## Task objective
Using the records below, give the number of lines where the string "MockServer" shows up. Add nothing to it.

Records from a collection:

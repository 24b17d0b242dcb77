use std::collections::{HashMap, HashSet};

use async_trait::async_trait;
use tokio::sync::RwLock;

use crate::domain::{CanonicalShipment, Result};

use super::ShipmentStore;

#[derive(Debug, Default)]
struct CommodityRecords {
    records: Vec<CanonicalShipment>,
    seen_ids: HashSet<String>,
}

/// The in-memory record store. One entry per commodity, append-only, with
/// dedup on insertion.
#[derive(Debug, Default)]
pub struct InMemoryShipmentStore {
    inner: RwLock<HashMap<String, CommodityRecords>>,
}

impl InMemoryShipmentStore {
    pub fn new() -> Self {
        Self::default()
    }
}

#[async_trait]
impl ShipmentStore for InMemoryShipmentStore {
    async fn append(&self, hct_id: &str, records: Vec<CanonicalShipment>) -> Result<usize> {
        let mut inner = self.inner.write().await;
        let entry = inner.entry(hct_id.to_string()).or_default();

        let mut inserted = 0;
        for record in records {
            if entry.seen_ids.insert(record.record_id.clone()) {
                entry.records.push(record);
                inserted += 1;
            }
        }
        Ok(inserted)
    }

    async fn records(&self, hct_id: &str) -> Result<Vec<CanonicalShipment>> {
        let inner = self.inner.read().await;
        Ok(inner
            .get(hct_id)
            .map(|entry| entry.records.clone())
            .unwrap_or_default())
    }

    async fn all_records(&self) -> Result<Vec<CanonicalShipment>> {
        let inner = self.inner.read().await;
        Ok(inner
            .values()
            .flat_map(|entry| entry.records.iter().cloned())
            .collect())
    }

    async fn counts(&self) -> Result<HashMap<String, usize>> {
        let inner = self.inner.read().await;
        Ok(inner
            .iter()
            .map(|(hct_id, entry)| (hct_id.clone(), entry.records.len()))
            .collect())
    }
}
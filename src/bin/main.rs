//! trade-ops — process entry point.
//!
//! `serve` boots the dispatch surface and, when upstream credentials are
//! configured, kicks off the two-phase bootstrap harvest in the background so
//! the first signals appear without an operator in the loop.

use anyhow::{Context, Result};
use clap::{Parser, Subcommand};
use tracing::{error, info, warn};

use trade_intel_ops::api::{create_router, AppState, SharedState};
use trade_intel_ops::config::Config;
use trade_intel_ops::domain::HarvestSummary;
use trade_intel_ops::observability;
use trade_intel_ops::reference::harvest_jobs;

#[derive(Parser)]
#[command(name = "trade-ops", version, about = "Commodity trade-intelligence engine")]
struct Cli {
    #[command(subcommand)]
    command: Option<Command>,
}

#[derive(Subcommand)]
enum Command {
    /// Run the API server (default)
    Serve {
        /// Skip the bootstrap harvest even when credentials are configured
        #[arg(long)]
        skip_bootstrap: bool,
    },
    /// Run harvest jobs once and print the summaries
    Harvest {
        /// A single job by name; omit to run the catalog
        #[arg(long)]
        job: Option<String>,
        /// Keep only jobs at or above this priority (1 is highest)
        #[arg(long)]
        priority: Option<u8>,
    },
    /// List the configured harvest jobs
    Jobs,
}

#[tokio::main]
async fn main() -> Result<()> {
    let config = Config::from_env().context("failed to load configuration")?;
    observability::init_tracing(&config.log_level, config.log_json);

    let cli = Cli::parse();
    match cli.command.unwrap_or(Command::Serve {
        skip_bootstrap: false,
    }) {
        Command::Serve { skip_bootstrap } => serve(config, skip_bootstrap).await,
        Command::Harvest { job, priority } => harvest(config, job, priority).await,
        Command::Jobs => {
            println!("{}", serde_json::to_string_pretty(harvest_jobs())?);
            Ok(())
        }
    }
}

async fn serve(config: Config, skip_bootstrap: bool) -> Result<()> {
    let bind = format!("{}:{}", config.bind_addr, config.port);
    let state = AppState::build(config).context("failed to build application state")?;

    if skip_bootstrap {
        info!("Bootstrap harvest disabled by flag");
    } else if state.config.require_credentials().is_ok() {
        let bootstrap_state = state.clone();
        tokio::spawn(async move {
            info!("Starting bootstrap harvest");
            let summaries = bootstrap_state.harvester.bootstrap().await;
            if let Err(e) = store_summaries(&bootstrap_state, summaries).await {
                error!(error = %e, "Bootstrap harvest storage failed");
            }
        });
    } else {
        warn!("Upstream credentials not configured; serving analytics over an empty store");
    }

    let router = create_router(state);
    let listener = tokio::net::TcpListener::bind(&bind)
        .await
        .with_context(|| format!("failed to bind {bind}"))?;
    info!(addr = %bind, "Dispatch surface listening");

    axum::serve(listener, router)
        .await
        .context("server terminated")
}

async fn harvest(config: Config, job_name: Option<String>, priority: Option<u8>) -> Result<()> {
    config
        .require_credentials()
        .context("harvest requires upstream credentials")?;

    let state = AppState::build(config)?;

    let mut summaries = match job_name {
        Some(name) => {
            let job = harvest_jobs()
                .iter()
                .find(|j| j.name == name)
                .with_context(|| format!("no harvest job named '{name}'"))?;
            vec![state.harvester.run_job(job).await]
        }
        None => state.harvester.run_all_jobs(priority).await,
    };

    store_summaries(&state, std::mem::take(&mut summaries)).await?;
    Ok(())
}

/// Move each summary's records into the store and log the outcome.
async fn store_summaries(state: &SharedState, summaries: Vec<HarvestSummary>) -> Result<()> {
    for mut summary in summaries {
        let records = summary.drain_records();
        let mut stored = 0usize;
        for record in records {
            if let Some(hct_id) = record.hct_id.clone() {
                stored += state.store.append(&hct_id, vec![record]).await?;
            }
        }
        info!(
            job = %summary.job_name,
            status = ?summary.status,
            normalized = summary.normalized_count,
            stored,
            errors = summary.error_count,
            "Harvest summary"
        );
    }
    Ok(())
}
/// Raw-record fixtures and mock-upstream helpers shared by the suite.
use serde_json::json;
use trade_intel_ops::domain::RawRecord;
use wiremock::matchers::{method, path};
use wiremock::{Mock, MockServer, ResponseTemplate};

/// An Indian export line with a direct FOB USD price.
pub fn fob_export_raw(declaration: &str) -> RawRecord {
    RawRecord::from_value(json!({
        "DECLARATION_NO": declaration,
        "ITEM_NO": "1",
        "FOB_USD": 1_500_000,
        "QUANTITY": 1000,
        "UNIT": "MTS",
        "HS_CODE": 8013100,
        "EXP_DATE": "2025-03-10T00:00:00Z",
        "CONSIGNOR": "SUNRISE EXPORTS",
        "FOREIGN_PORT": "HO CHI MINH",
        "INDIAN_PORT": "TUTICORIN",
        "PRODUCT": "RAW CASHEW NUTS IN SHELL OUTTURN 46 LBS",
    }))
}

/// A CIF import line that needs the freight/insurance/port deduction.
pub fn cif_import_raw(declaration: &str) -> RawRecord {
    RawRecord::from_value(json!({
        "DECLARATION_NO": declaration,
        "ITEM_NO": "1",
        "TOTAL_ASSESS_USD": 1_600_000,
        "QUANTITY": 1000,
        "UNIT": "MTS",
        "HS_CODE": "08013100",
        "ORIGIN_COUNTRY": "IVORY COAST",
        "PORT_OF_SHIPMENT": "ABIDJAN",
        "INDIAN_PORT": "TUTICORIN",
        "IMP_DATE": "2025-04-02",
        "CONSIGNEE": "OLAM AGRI INDIA",
        "PRODUCT": "RAW CASHEW NUTS OUTTURN 48 LBS",
    }))
}

/// Mount the OAuth token endpoint on a mock upstream.
pub async fn mount_token_endpoint(server: &MockServer) {
    Mock::given(method("POST"))
        .and(path("/oauth2/token"))
        .respond_with(
            ResponseTemplate::new(200).set_body_json(json!({ "AccessToken": "fixture-token" })),
        )
        .mount(server)
        .await;
}

/// Mount a one-page shipment response carrying the given rows.
pub async fn mount_shipment_page(server: &MockServer, rows: Vec<serde_json::Value>) {
    let total = rows.len();
    Mock::given(method("POST"))
        .and(path("/trade/shipment"))
        .respond_with(ResponseTemplate::new(200).set_body_json(json!({
            "data": rows,
            "total_search_records": total,
        })))
        .mount(server)
        .await;
}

## Your solution
3